**Your objective**
In which lines of the data does the string "FirewallDenied" appear? Copy every one.

(Items listed in a dataset)

########################################

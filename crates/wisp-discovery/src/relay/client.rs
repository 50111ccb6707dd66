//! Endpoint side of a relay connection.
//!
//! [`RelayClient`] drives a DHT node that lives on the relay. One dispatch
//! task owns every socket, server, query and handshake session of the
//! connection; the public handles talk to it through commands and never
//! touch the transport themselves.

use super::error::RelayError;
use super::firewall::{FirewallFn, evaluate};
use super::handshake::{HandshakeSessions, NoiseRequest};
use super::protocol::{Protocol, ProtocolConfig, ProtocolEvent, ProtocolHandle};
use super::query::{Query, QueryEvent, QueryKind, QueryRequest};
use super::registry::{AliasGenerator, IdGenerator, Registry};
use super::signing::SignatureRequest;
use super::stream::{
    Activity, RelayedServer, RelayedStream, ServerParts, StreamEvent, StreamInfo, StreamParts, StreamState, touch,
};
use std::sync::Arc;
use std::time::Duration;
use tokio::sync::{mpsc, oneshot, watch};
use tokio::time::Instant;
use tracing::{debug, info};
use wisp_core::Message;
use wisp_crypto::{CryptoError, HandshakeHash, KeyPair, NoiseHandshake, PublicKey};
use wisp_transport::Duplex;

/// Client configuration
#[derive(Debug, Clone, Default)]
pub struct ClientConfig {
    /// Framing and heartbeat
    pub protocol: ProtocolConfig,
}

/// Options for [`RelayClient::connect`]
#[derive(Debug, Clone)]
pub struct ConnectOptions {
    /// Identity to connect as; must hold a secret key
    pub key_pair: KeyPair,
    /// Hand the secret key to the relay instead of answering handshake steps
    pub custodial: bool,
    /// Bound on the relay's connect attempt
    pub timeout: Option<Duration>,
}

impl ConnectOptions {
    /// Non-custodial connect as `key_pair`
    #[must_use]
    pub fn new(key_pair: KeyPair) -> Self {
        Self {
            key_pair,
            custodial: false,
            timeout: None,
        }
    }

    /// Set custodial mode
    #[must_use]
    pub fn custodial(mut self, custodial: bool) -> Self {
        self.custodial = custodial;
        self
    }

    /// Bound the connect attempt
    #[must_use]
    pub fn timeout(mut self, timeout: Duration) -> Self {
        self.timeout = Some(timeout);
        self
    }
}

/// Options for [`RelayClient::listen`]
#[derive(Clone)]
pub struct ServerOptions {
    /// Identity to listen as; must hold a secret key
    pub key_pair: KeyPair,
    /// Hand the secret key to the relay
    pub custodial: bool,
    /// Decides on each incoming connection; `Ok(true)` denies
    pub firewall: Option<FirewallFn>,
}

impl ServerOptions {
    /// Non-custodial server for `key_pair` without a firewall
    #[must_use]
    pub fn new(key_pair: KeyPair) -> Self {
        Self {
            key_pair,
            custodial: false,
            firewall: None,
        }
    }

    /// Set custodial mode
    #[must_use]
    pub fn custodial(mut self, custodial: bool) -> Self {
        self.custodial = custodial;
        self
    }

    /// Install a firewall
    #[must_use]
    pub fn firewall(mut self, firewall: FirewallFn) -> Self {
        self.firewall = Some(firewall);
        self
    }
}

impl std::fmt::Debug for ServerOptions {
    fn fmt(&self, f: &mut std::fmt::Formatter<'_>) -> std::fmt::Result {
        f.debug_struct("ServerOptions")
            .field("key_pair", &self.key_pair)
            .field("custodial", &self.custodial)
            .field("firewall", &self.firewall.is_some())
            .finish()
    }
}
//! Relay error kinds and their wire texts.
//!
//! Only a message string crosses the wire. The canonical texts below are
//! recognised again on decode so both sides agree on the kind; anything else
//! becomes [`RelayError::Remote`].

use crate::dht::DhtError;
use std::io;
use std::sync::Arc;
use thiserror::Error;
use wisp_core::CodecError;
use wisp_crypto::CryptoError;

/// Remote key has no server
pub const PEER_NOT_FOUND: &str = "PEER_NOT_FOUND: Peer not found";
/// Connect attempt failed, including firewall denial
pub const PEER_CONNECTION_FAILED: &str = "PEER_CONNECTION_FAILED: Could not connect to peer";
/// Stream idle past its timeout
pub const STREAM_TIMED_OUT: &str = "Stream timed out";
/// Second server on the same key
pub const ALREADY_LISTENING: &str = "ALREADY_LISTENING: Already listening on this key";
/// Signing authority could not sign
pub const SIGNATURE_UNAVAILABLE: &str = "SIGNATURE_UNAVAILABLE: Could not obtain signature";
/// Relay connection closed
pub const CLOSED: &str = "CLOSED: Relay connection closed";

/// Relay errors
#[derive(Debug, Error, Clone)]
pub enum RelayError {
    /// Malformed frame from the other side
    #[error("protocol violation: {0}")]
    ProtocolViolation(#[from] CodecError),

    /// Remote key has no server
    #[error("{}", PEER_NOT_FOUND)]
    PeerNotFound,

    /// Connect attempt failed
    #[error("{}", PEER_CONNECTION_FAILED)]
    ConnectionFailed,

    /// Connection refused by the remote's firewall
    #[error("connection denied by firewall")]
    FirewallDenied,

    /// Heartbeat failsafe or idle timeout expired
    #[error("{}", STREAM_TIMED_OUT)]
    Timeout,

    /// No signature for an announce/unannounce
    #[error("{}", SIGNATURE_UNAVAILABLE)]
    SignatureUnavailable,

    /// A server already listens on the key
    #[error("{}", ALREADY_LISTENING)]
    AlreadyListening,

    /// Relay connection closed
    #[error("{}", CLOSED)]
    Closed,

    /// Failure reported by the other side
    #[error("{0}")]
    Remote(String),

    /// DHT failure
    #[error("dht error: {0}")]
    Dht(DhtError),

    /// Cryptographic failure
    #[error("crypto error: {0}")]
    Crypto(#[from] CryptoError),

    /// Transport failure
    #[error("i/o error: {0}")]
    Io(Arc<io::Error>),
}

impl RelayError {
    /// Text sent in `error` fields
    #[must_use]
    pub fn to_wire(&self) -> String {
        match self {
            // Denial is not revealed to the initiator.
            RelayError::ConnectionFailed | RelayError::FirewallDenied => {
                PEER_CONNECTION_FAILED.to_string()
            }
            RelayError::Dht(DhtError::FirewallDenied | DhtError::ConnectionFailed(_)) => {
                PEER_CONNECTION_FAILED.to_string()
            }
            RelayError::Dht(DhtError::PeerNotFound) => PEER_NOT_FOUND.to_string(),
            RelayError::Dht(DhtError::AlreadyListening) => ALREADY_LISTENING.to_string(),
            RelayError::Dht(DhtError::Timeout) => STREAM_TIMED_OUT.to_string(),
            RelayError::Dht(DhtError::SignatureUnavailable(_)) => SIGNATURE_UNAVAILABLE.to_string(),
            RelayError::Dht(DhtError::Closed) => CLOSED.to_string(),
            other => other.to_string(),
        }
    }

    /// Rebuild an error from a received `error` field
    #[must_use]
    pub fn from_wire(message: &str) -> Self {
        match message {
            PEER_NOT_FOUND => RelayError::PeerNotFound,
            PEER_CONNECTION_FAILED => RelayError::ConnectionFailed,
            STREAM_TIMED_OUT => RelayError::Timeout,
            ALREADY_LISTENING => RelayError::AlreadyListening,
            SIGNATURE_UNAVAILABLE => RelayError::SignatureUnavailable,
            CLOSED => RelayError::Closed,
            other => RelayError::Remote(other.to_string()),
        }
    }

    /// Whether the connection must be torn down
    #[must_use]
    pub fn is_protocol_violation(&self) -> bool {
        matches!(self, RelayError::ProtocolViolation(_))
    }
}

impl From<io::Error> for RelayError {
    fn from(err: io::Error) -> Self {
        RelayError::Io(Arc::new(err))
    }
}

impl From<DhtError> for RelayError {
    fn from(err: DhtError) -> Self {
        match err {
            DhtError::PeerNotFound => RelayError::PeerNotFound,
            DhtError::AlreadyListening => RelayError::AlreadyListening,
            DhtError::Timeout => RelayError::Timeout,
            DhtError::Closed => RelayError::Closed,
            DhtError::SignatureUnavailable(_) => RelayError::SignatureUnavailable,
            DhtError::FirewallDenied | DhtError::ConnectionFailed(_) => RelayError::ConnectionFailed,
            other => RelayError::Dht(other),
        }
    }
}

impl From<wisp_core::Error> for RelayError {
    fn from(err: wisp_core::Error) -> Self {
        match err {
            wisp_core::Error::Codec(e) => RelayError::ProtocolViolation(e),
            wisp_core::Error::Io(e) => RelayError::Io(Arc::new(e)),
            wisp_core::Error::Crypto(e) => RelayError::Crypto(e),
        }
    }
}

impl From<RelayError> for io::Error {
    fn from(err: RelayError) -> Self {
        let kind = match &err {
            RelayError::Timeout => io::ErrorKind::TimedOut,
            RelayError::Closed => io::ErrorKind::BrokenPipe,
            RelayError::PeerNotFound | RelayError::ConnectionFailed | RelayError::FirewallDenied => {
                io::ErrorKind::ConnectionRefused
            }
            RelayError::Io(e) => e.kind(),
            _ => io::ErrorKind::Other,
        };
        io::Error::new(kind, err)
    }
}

########################################

**Written solution**
    FirewallDenied,
            RelayError::ConnectionFailed | RelayError::FirewallDenied => {
            RelayError::Dht(DhtError::FirewallDenied | DhtError::ConnectionFailed(_)) => {
            DhtError::FirewallDenied | DhtError::ConnectionFailed(_) => RelayError::ConnectionFailed,
            RelayError::PeerNotFound | RelayError::ConnectionFailed | RelayError::FirewallDenied => {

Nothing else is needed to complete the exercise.